> **What is required**: Give every line of the listing word for word, beginning at the first and including the line with "impl fmt::Display for Pos" as the last.

> **Exercise material**:
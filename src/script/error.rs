use std::fmt;

use thiserror::Error;

/// A line/column position in script source, both 1-based.
#[derive(Debug, Clone, Copy, PartialEq, Eq, Default)]
pub struct Pos {
    pub line: u32,
    pub col: u32,
}

impl fmt::Display for Pos {
    fn fmt(&self, f: &mut fmt::Formatter<'_>) -> fmt::Result {
        write!(f, "{}:{}", self.line, self.col)
    }
}

/// Maps byte offsets to line/column positions.
pub(crate) struct LineIndex {
    starts: Vec<usize>,
}

impl LineIndex {
    pub fn new(source: &str) -> Self {
        let starts = std::iter::once(0)
            .chain(source.match_indices('\n').map(|(i, _)| i + 1))
            .collect();
        Self { starts }
    }

    pub fn pos(&self, offset: usize) -> Pos {
        let line = match self.starts.binary_search(&offset) {
            Ok(exact) => exact,
            Err(next) => next - 1,
        };
        Pos {
            line: line as u32 + 1,
            col: (offset - self.starts[line]) as u32 + 1,
        }
    }
}

/// An error raised while lexing, parsing or evaluating a script.
#[derive(Debug, Clone, PartialEq, Error)]
pub struct ScriptError {
    pub message: String,
    pub pos: Option<Pos>,
}

impl ScriptError {
    pub fn new(message: impl Into<String>) -> Self {
        Self {
            message: message.into(),
            pos: None,
        }
    }

    pub fn at(message: impl Into<String>, pos: Pos) -> Self {
        Self {
            message: message.into(),
            pos: Some(pos),
        }
    }

    /// Attaches a position unless the error already carries one.
    pub fn or_at(mut self, pos: Pos) -> Self {
        if self.pos.is_none() {
            self.pos = Some(pos);
        }
        self
    }
}

impl fmt::Display for ScriptError {
    fn fmt(&self, f: &mut fmt::Formatter<'_>) -> fmt::Result {
        match self.pos {
            Some(pos) => write!(f, "{}: {}", pos, self.message),
            None => write!(f, "{}", self.message),
        }
    }
}

/// Shorthand for a failed script operation with a formatted message.
#[macro_export]
macro_rules! script_err {
    ($($arg:tt)*) => {
        Err($crate::script::ScriptError::new(format!($($arg)*)))
    };
}
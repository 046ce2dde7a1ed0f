//! Recursive-descent parser for the script dialect.

use std::rc::Rc;

use super::ast::*;
use super::error::{Pos, ScriptError};
use super::lexer::{tokenize, Lexeme, Token};

// ============================================================================
// PUBLIC API
// ============================================================================

/// Parse a whole script into statements.
pub fn parse(source: &str) -> Result<Vec<Stmt>, ScriptError> {
    let mut parser = Parser::new(tokenize(source)?);
    parser.file()
}

/// Parse a single expression, allowing surrounding whitespace and newlines.
pub fn parse_expr(source: &str) -> Result<Expr, ScriptError> {
    let mut parser = Parser::new(tokenize(source)?);
    parser.skip_newlines();
    let expr = parser.test_list()?;
    parser.skip_newlines();
    parser.expect(Token::Eof)?;
    Ok(expr)
}

// ============================================================================
// PARSER
// ============================================================================

struct Parser {
    tokens: Vec<Lexeme>,
    cursor: usize,
    function_depth: usize,
    loop_depth: usize,
}

type PResult<T> = Result<T, ScriptError>;
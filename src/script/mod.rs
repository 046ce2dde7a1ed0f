//! # Script Interpreter
//!
//! A small Starlark-dialect interpreter in which documentation examples run.
//!
//! ## Module Structure
//!
//! - **Lexer**: `logos` tokens plus indentation tracking
//! - **Parser**: recursive descent into [`ast`]
//! - **Interp**: tree-walking evaluation over a persistent [`Env`]
//! - **Builtins / Methods**: the predeclared universe and built-in type methods
//!
//! Host code extends a script's world in two ways: by binding values into the
//! environment before a run, and by answering `load()` through a [`ModuleLoader`].

pub mod ast;
pub mod builtins;
pub mod error;
pub mod interp;
pub mod lexer;
mod methods;
pub mod parser;
pub mod value;

pub use error::{Pos, ScriptError};
pub use interp::{eval_literal, Env, Interpreter, Module, ModuleLoader, NoModules, OutputSink};
pub use value::{Args, DictKey, Value};
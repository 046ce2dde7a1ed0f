fn main() {
    docrun::cli::run();
}
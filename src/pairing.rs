//! Pairing of fixtures with the source blocks that follow them.
//!
//! The state machine is a pure transition function, so a document run is a
//! `fold` over its classified nodes.

use tracing::debug;

use crate::diagnostics::DocrunError;
use crate::document::{Classified, SourceBlock};
use crate::fixture::Fixture;

#[derive(Debug, Default)]
pub enum PairingState {
    #[default]
    Idle,
    PendingFixture(Fixture),
}

/// What a single node produced.
#[derive(Debug)]
pub enum Step {
    Nothing,
    /// Metadata that failed to decode.
    Malformed(DocrunError),
    /// A source block that closes a case without a fixture.
    Missing(SourceBlock),
    /// A fixture and its source block, ready to dispatch.
    Ready(Fixture, SourceBlock),
}

impl PairingState {
    pub fn accept(self, node: Classified) -> (PairingState, Step) {
        match (self, node) {
            (PairingState::Idle, Classified::Fixture(fixture)) => {
                (PairingState::PendingFixture(fixture), Step::Nothing)
            }
            (pending @ PairingState::PendingFixture(_), Classified::Fixture(discarded)) => {
                debug!(?discarded.mode, "fixture already pending, discarding the later one");
                (pending, Step::Nothing)
            }
            (PairingState::Idle, Classified::Source(source)) => {
                (PairingState::Idle, Step::Missing(source))
            }
            (PairingState::PendingFixture(fixture), Classified::Source(source)) => {
                (PairingState::Idle, Step::Ready(fixture, source))
            }
            (state, Classified::Malformed(err)) => (state, Step::Malformed(err)),
            (state, Classified::Ignored) => (state, Step::Nothing),
        }
    }

    pub fn is_pending(&self) -> bool {
        matches!(self, PairingState::PendingFixture(_))
    }
}
//! Unified error type for docrun.
//!
//! # Overview
//!
//! Every failure that can happen while processing a document is a
//! [`DocrunError`]. Each variant carries a stable `miette` code so that the
//! CLI can render fatal errors as diagnostics, while per-case errors are shown
//! by their bare message.
//!
//! # Error Construction
//!
//! Use `err_msg!` for message-only errors:
//!
//! ```rust
//! use docrun::{err_msg, DocrunError};
//! let err = err_msg!(Dispatch, "unknown code language {}", "ruby");
//! assert_eq!(err.to_string(), "unknown code language ruby");
//! assert!(matches!(err, DocrunError::Dispatch { .. }));
//! ```
//!
//! I/O failures keep their underlying cause and are built with
//! [`DocrunError::io`].

use std::path::Path;

use miette::Diagnostic;
use thiserror::Error;

use crate::sandbox::SandboxError;

#[derive(Debug, Error, Diagnostic)]
pub enum DocrunError {
    /// Malformed fixture metadata.
    #[error("{message}")]
    #[diagnostic(code(docrun::decode))]
    Decode { message: String },

    /// A source block with no fixture before it.
    #[error("{message}")]
    #[diagnostic(code(docrun::missing))]
    Missing { message: String },

    /// Unknown language, unknown filltype, schema failure, or save failure.
    #[error("{message}")]
    #[diagnostic(code(docrun::dispatch))]
    Dispatch { message: String },

    /// A scripted test failed in one of its phases.
    #[error("{0}")]
    #[diagnostic(code(docrun::sandbox))]
    Sandbox(SandboxError),

    /// An external command failed or could not be started.
    #[error("{message}")]
    #[diagnostic(code(docrun::command))]
    Command { message: String },

    /// Reading or writing a file failed.
    #[error("{message}")]
    #[diagnostic(code(docrun::io))]
    Io {
        message: String,
        #[source]
        source: std::io::Error,
    },
}

impl DocrunError {
    pub fn io(path: &Path, source: std::io::Error) -> Self {
        DocrunError::Io {
            message: format!("{}: {}", path.display(), source),
            source,
        }
    }

    /// Short category name, matching the diagnostic code suffix.
    pub fn category(&self) -> &'static str {
        match self {
            DocrunError::Decode { .. } => "decode",
            DocrunError::Missing { .. } => "missing",
            DocrunError::Dispatch { .. } => "dispatch",
            DocrunError::Sandbox(_) => "sandbox",
            DocrunError::Command { .. } => "command",
            DocrunError::Io { .. } => "io",
        }
    }
}

impl From<SandboxError> for DocrunError {
    fn from(err: SandboxError) -> Self {
        DocrunError::Sandbox(err)
    }
}

/// Builds a message-only [`DocrunError`] variant with `format!` arguments.
#[macro_export]
macro_rules! err_msg {
    ($variant:ident, $($arg:tt)*) => {
        $crate::diagnostics::DocrunError::$variant {
            message: format!($($arg)*),
        }
    };
}

#[cfg(test)]
mod tests {
    use super::*;

    #[test]
    fn test_messages_are_bare() {
        let err = err_msg!(Missing, "source code block {} is not preceded by a docrun fixture", 2);
        assert_eq!(
            err.to_string(),
            "source code block 2 is not preceded by a docrun fixture"
        );
        assert_eq!(err.category(), "missing");
    }

    #[test]
    fn test_diagnostic_codes() {
        let err = err_msg!(Decode, "bad yaml");
        let code = err.code().map(|c| c.to_string());
        assert_eq!(code.as_deref(), Some("docrun::decode"));
    }

    #[test]
    fn test_io_keeps_source() {
        let err = DocrunError::io(
            Path::new("missing.md"),
            std::io::Error::new(std::io::ErrorKind::NotFound, "gone"),
        );
        assert_eq!(err.to_string(), "missing.md: gone");
        assert!(std::error::Error::source(&err).is_some());
    }
}
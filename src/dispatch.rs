//! Case dispatch: picks the one way a fixture says to run its source block.
//!
//! | mode        | language | runs                         | trivial |
//! |-------------|----------|------------------------------|---------|
//! | `pass`      | skipped  | nothing                      | yes     |
//! | `filltype`  | required | schema decode of the block   | yes     |
//! | `test`      | `python` | the sandbox script runner    | no      |
//! | `command`   | `shell`  | the external-command runner  | no      |
//! | none        | required | nothing                      | yes     |
//!
//! A save directive is honoured after every case, whatever its outcome.

use std::fs::OpenOptions;
use std::io::Write;
use std::path::PathBuf;

use tracing::{debug, warn};

use crate::command::CommandRunner;
use crate::config::RunConfig;
use crate::diagnostics::DocrunError;
use crate::document::SourceBlock;
use crate::err_msg;
use crate::filltype;
use crate::fixture::{Fixture, FixtureMode, SaveDirective};
use crate::sandbox::SandboxRunner;

pub const SCRIPT_LANGUAGE: &str = "python";
pub const COMMAND_LANGUAGE: &str = "shell";

/// Result of dispatching one case.
#[derive(Debug)]
pub struct Outcome {
    pub success: bool,
    /// Succeeded without a real assertion.
    pub trivial: bool,
    pub error: Option<DocrunError>,
    /// Writing the save directive failed; does not affect `success`.
    pub save_error: Option<DocrunError>,
}

impl Outcome {
    fn passed(trivial: bool) -> Self {
        Self {
            success: true,
            trivial,
            error: None,
            save_error: None,
        }
    }

    fn failed(error: DocrunError) -> Self {
        Self {
            success: false,
            trivial: false,
            error: Some(error),
            save_error: None,
        }
    }

    fn from_result(result: Result<(), DocrunError>, trivial: bool) -> Self {
        match result {
            Ok(()) => Self::passed(trivial),
            Err(err) => Self::failed(err),
        }
    }
}

pub struct Dispatcher {
    sandbox: SandboxRunner,
    commands: CommandRunner,
    /// Directory that relative save filenames resolve against.
    base_dir: PathBuf,
}

impl Dispatcher {
    pub fn new(config: &RunConfig) -> Self {
        Self {
            sandbox: SandboxRunner::new(config),
            commands: CommandRunner::new(config),
            base_dir: PathBuf::new(),
        }
    }

    pub fn with_sandbox(mut self, sandbox: SandboxRunner) -> Self {
        self.sandbox = sandbox;
        self
    }

    pub fn with_base_dir(mut self, base_dir: impl Into<PathBuf>) -> Self {
        self.base_dir = base_dir.into();
        self
    }

    /// Runs the case numbered `case` and reports its outcome.
    pub fn dispatch(&self, fixture: &Fixture, source: &SourceBlock, case: usize) -> Outcome {
        let mut outcome = self.run_mode(fixture, source, case);
        if let Some(save) = &fixture.save {
            if let Err(err) = self.save_source(save, &source.code) {
                warn!(case, error = %err, "could not save source");
                outcome.save_error = Some(err);
            }
        }
        outcome
    }

    fn run_mode(&self, fixture: &Fixture, source: &SourceBlock, case: usize) -> Outcome {
        if fixture.mode == FixtureMode::Pass {
            debug!(case, "trivial pass");
            return Outcome::passed(true);
        }
        let lang = match resolve_language(source, fixture, case) {
            Ok(lang) => lang,
            Err(err) => return Outcome::failed(err),
        };
        debug!(case, lang, "dispatching");

        match &fixture.mode {
            FixtureMode::Pass | FixtureMode::PassThrough => Outcome::passed(true),
            FixtureMode::FillType(kind) => {
                Outcome::from_result(filltype::validate(kind, &source.code), true)
            }
            FixtureMode::Test(test) => {
                let result = match lang {
                    SCRIPT_LANGUAGE => self
                        .sandbox
                        .run(test, &source.code)
                        .map_err(DocrunError::from),
                    other => Err(err_msg!(Dispatch, "unknown code language {}", other)),
                };
                Outcome::from_result(result, false)
            }
            FixtureMode::Command(command) => {
                let result = match lang {
                    COMMAND_LANGUAGE => self.commands.run(command, &source.code),
                    other => Err(err_msg!(Dispatch, "unknown code language {}", other)),
                };
                Outcome::from_result(result, false)
            }
        }
    }

    fn save_source(&self, save: &SaveDirective, code: &str) -> Result<(), DocrunError> {
        let path = self.base_dir.join(&save.filename);
        debug!(path = %path.display(), append = save.append, "saving source");
        let mut file = OpenOptions::new()
            .create(true)
            .write(true)
            .append(save.append)
            .truncate(!save.append)
            .open(&path)
            .map_err(|e| DocrunError::io(&path, e))?;
        file.write_all(code.as_bytes())
            .map_err(|e| DocrunError::io(&path, e))
    }
}

/// The block's own language tag wins over the fixture's `lang`.
pub fn resolve_language<'a>(
    source: &'a SourceBlock,
    fixture: &'a Fixture,
    case: usize,
) -> Result<&'a str, DocrunError> {
    source
        .lang
        .as_deref()
        .or(fixture.lang.as_deref())
        .ok_or_else(|| err_msg!(Dispatch, "source code block {} has no language", case))
}

#[cfg(test)]
mod tests {
    use super::*;
    use crate::fixture::{CommandCase, TestCase};

    fn fixture(mode: FixtureMode) -> Fixture {
        Fixture {
            mode,
            lang: None,
            save: None,
        }
    }

    fn dispatcher() -> Dispatcher {
        Dispatcher::new(&RunConfig::default())
    }

    #[test]
    fn test_pass_skips_language() {
        let outcome = dispatcher().dispatch(
            &fixture(FixtureMode::Pass),
            &SourceBlock::new("anything", None),
            1,
        );
        assert!(outcome.success && outcome.trivial);
        assert!(outcome.error.is_none());
    }

    #[test]
    fn test_language_resolution() {
        let mut f = fixture(FixtureMode::PassThrough);
        f.lang = Some("shell".to_string());
        let tagged = SourceBlock::new("", Some("python"));
        let untagged = SourceBlock::new("", None);
        assert_eq!(resolve_language(&tagged, &f, 1).unwrap(), "python");
        assert_eq!(resolve_language(&untagged, &f, 1).unwrap(), "shell");

        let bare = fixture(FixtureMode::PassThrough);
        let err = resolve_language(&untagged, &bare, 4).unwrap_err();
        assert_eq!(err.to_string(), "source code block 4 has no language");
    }

    #[test]
    fn test_missing_language_fails_non_pass_modes() {
        let outcome = dispatcher().dispatch(
            &fixture(FixtureMode::PassThrough),
            &SourceBlock::new("x", None),
            2,
        );
        assert!(!outcome.success);
        assert!(matches!(outcome.error, Some(DocrunError::Dispatch { .. })));
    }

    #[test]
    fn test_filltype_is_trivial() {
        let outcome = dispatcher().dispatch(
            &fixture(FixtureMode::FillType("json".to_string())),
            &SourceBlock::new("{\"a\": 1}", Some("json")),
            1,
        );
        assert!(outcome.success && outcome.trivial);
    }

    #[test]
    fn test_unknown_languages() {
        let test = fixture(FixtureMode::Test(TestCase {
            web_proxy: None,
            setup: String::new(),
            call: "f()".to_string(),
            actual: String::new(),
            expect: serde_json::Value::Null,
        }));
        let outcome = dispatcher().dispatch(&test, &SourceBlock::new("", Some("ruby")), 1);
        assert_eq!(
            outcome.error.map(|e| e.to_string()).as_deref(),
            Some("unknown code language ruby")
        );

        let command = fixture(FixtureMode::Command(CommandCase {
            snapshot_id: "s".to_string(),
        }));
        let outcome = dispatcher().dispatch(&command, &SourceBlock::new("ls", Some("python")), 1);
        assert_eq!(
            outcome.error.map(|e| e.to_string()).as_deref(),
            Some("unknown code language python")
        );
    }

    #[test]
    fn test_scripted_success_is_not_trivial() {
        let test = fixture(FixtureMode::Test(TestCase {
            web_proxy: None,
            setup: String::new(),
            call: "f()".to_string(),
            actual: "result".to_string(),
            expect: serde_json::json!(2),
        }));
        let outcome = dispatcher().dispatch(
            &test,
            &SourceBlock::new("def f():\n  return 2\n", Some("python")),
            1,
        );
        assert!(outcome.success);
        assert!(!outcome.trivial);
    }

    #[test]
    fn test_save_overwrites_and_appends() {
        let dir = tempfile::tempdir().unwrap();
        let d = dispatcher().with_base_dir(dir.path());
        let mut f = fixture(FixtureMode::Pass);
        f.save = Some(SaveDirective {
            filename: "out.txt".to_string(),
            append: false,
        });
        d.dispatch(&f, &SourceBlock::new("one\n", None), 1);
        d.dispatch(&f, &SourceBlock::new("two\n", None), 2);
        f.save = Some(SaveDirective {
            filename: "out.txt".to_string(),
            append: true,
        });
        d.dispatch(&f, &SourceBlock::new("three\n", None), 3);
        let saved = std::fs::read_to_string(dir.path().join("out.txt")).unwrap();
        assert_eq!(saved, "two\nthree\n");
    }

    #[test]
    fn test_save_failure_keeps_outcome() {
        let dir = tempfile::tempdir().unwrap();
        let d = dispatcher().with_base_dir(dir.path().join("missing"));
        let mut f = fixture(FixtureMode::Pass);
        f.save = Some(SaveDirective {
            filename: "out.txt".to_string(),
            append: false,
        });
        let outcome = d.dispatch(&f, &SourceBlock::new("x", None), 1);
        assert!(outcome.success);
        assert!(matches!(outcome.save_error, Some(DocrunError::Io { .. })));
    }
}
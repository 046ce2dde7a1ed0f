//! Phased execution of one scripted test case.

use once_cell::sync::Lazy;
use regex::Regex;
use tracing::{debug, info};

use super::capability::{CapabilityProvider, CaseLoader, MockCapabilities};
use super::capture::{CaptureSink, LogSink};
use super::compare::compare;
use super::standing::{ContextHandle, DatasetHandle};
use super::SandboxError;
use crate::config::{Comparison, RunConfig};
use crate::fixture::TestCase;
use crate::script::{eval_literal, Env, Interpreter, OutputSink, ScriptError, Value};

/// Actual expression that reads the output captured during Call.
pub const STDOUT_SENTINEL: &str = "stdout.get()";

/// Call prefix whose result also fills the context's download slot.
const DOWNLOAD_PREFIX: &str = "download";

static DOWNLOAD_SETUP: Lazy<Option<Regex>> =
    Lazy::new(|| Regex::new(r"(?s)^\s*ctx\.download\s*=\s*(?P<value>\[.*\])\s*$").ok());

/// Runs test cases in the sandbox. One runner serves every case of a document;
/// each case gets fresh standing objects and a fresh capture sink.
pub struct SandboxRunner {
    capabilities: Box<dyn CapabilityProvider>,
    comparison: Comparison,
    max_depth: usize,
}

impl Default for SandboxRunner {
    fn default() -> Self {
        Self::new(&RunConfig::default())
    }
}

impl SandboxRunner {
    pub fn new(config: &RunConfig) -> Self {
        Self {
            capabilities: Box::new(MockCapabilities),
            comparison: config.comparison,
            max_depth: config.max_depth,
        }
    }

    pub fn with_capabilities(mut self, capabilities: Box<dyn CapabilityProvider>) -> Self {
        self.capabilities = capabilities;
        self
    }

    pub fn run(&self, test: &TestCase, source: &str) -> Result<(), SandboxError> {
        debug!("==============================");
        debug!(
            web_proxy = test.web_proxy.is_some(),
            setup = %test.setup,
            call = %test.call,
            actual = %test.actual,
            expect = %test.expect,
            "test case"
        );
        debug!(code = %source, "source");

        let loader = CaseLoader::new(self.capabilities.as_ref(), test.web_proxy.as_ref());
        let dataset = DatasetHandle::new();
        let context = ContextHandle::new();
        let mut env = Env::new();

        if !test.setup.trim().is_empty() {
            info!("running Setup...");
            if let Some(literal) = download_literal(&test.setup) {
                let value = eval_literal(literal).map_err(SandboxError::Setup)?;
                context.set_result(DOWNLOAD_PREFIX, value);
            } else {
                let bound = bind(env, &dataset, &context);
                env = self
                    .exec(&loader, &mut LogSink::new("setup"), &test.setup, bound)
                    .map_err(SandboxError::Setup)?;
            }
        }

        info!("running code block...");
        let bound = bind(env, &dataset, &context);
        env = self
            .exec(&loader, &mut LogSink::new("definition"), source, bound)
            .map_err(SandboxError::Definition)?;

        info!("running Call...");
        let call = test.call.trim();
        let mut capture = CaptureSink::new();
        let bound = bind(env, &dataset, &context);
        env = self
            .exec(&loader, &mut capture, &format!("result = {}", call), bound)
            .map_err(SandboxError::Call)?;
        if call.starts_with(DOWNLOAD_PREFIX) {
            if let Some(result) = env.get("result") {
                context.set_result(DOWNLOAD_PREFIX, result.clone());
            }
        }

        info!("running Actual...");
        let actual = match test.actual.trim() {
            "" => {
                info!("no Actual given, skipping comparison");
                return Ok(());
            }
            STDOUT_SENTINEL => serde_json::Value::String(capture.trimmed()),
            expr => {
                let bound = bind(env, &dataset, &context);
                let env = self
                    .exec(&loader, &mut LogSink::new("actual"), &format!("result = {}", expr), bound)
                    .map_err(SandboxError::Actual)?;
                env.get("result")
                    .cloned()
                    .unwrap_or(Value::None)
                    .to_json()
                    .map_err(SandboxError::Actual)?
            }
        };

        compare(&actual, &test.expect, self.comparison)?;
        info!("success!");
        Ok(())
    }

    fn exec(
        &self,
        loader: &CaseLoader<'_>,
        output: &mut dyn OutputSink,
        source: &str,
        env: Env,
    ) -> Result<Env, ScriptError> {
        Interpreter::new(loader, output)
            .with_max_depth(self.max_depth)
            .exec_file(source, env)
    }
}

/// Re-binds the standing objects over whatever the previous phase returned.
fn bind(env: Env, dataset: &DatasetHandle, context: &ContextHandle) -> Env {
    env.update("ds".to_string(), dataset.to_value())
        .update("ctx".to_string(), context.to_value())
}

/// The list literal of a `ctx.download = [...]` setup, if that is all it does.
fn download_literal(setup: &str) -> Option<&str> {
    let captures = DOWNLOAD_SETUP.as_ref()?.captures(setup)?;
    captures.name("value").map(|m| m.as_str())
}

#[cfg(test)]
mod tests {
    use super::*;
    use serde_json::json;

    fn case(call: &str, actual: &str, expect: serde_json::Value) -> TestCase {
        TestCase {
            web_proxy: None,
            setup: String::new(),
            call: call.to_string(),
            actual: actual.to_string(),
            expect,
        }
    }

    #[test]
    fn test_download_literal_pattern() {
        assert_eq!(
            download_literal("ctx.download = [\"a\", 1]\n"),
            Some("[\"a\", 1]")
        );
        assert_eq!(download_literal("ctx.download = f()"), None);
        assert_eq!(download_literal("x = 1\nctx.download = [1]"), None);
    }

    #[test]
    fn test_phases_run_in_order() {
        let source = "def transform(ds, ctx):\n  ds.set_body([1, 2, 3])\n";
        let test = case("transform(ds, ctx)", "ds.get_body()", json!(["1", "2", "3"]));
        SandboxRunner::default().run(&test, source).unwrap();
    }

    #[test]
    fn test_definition_error_is_qualified() {
        let test = case("f()", "", json!(null));
        let err = SandboxRunner::default().run(&test, "def f(:\n").unwrap_err();
        assert!(matches!(err, SandboxError::Definition(_)));
        assert!(err.to_string().starts_with("running code block: "));
    }

    #[test]
    fn test_setup_env_is_kept() {
        let mut test = case("f()", "result", json!(3));
        test.setup = "base = 2".to_string();
        SandboxRunner::default()
            .run(&test, "def f():\n  return base + 1\n")
            .unwrap();
    }

    #[test]
    fn test_actual_must_be_data() {
        let test = case("f()", "f", json!(null));
        let err = SandboxRunner::default()
            .run(&test, "def f():\n  return 1\n")
            .unwrap_err();
        assert_eq!(err.to_string(), "during Actual: cannot convert function to data");
    }

    #[test]
    fn test_recursion_limit_is_a_call_error() {
        let config = RunConfig {
            max_depth: 20,
            ..RunConfig::default()
        };
        let test = case("f(0)", "", json!(null));
        let err = SandboxRunner::new(&config)
            .run(&test, "def f(n):\n  return f(n + 1)\n")
            .unwrap_err();
        assert!(err.to_string().contains("maximum recursion depth exceeded"));
    }
}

> **Solution to the exercise**:
filename src/script/error.rs
use std::fmt;

use thiserror::Error;

/// A line/column position in script source, both 1-based.
#[derive(Debug, Clone, Copy, PartialEq, Eq, Default)]
pub struct Pos {
    pub line: u32,
    pub col: u32,
}

impl fmt::Display for Pos {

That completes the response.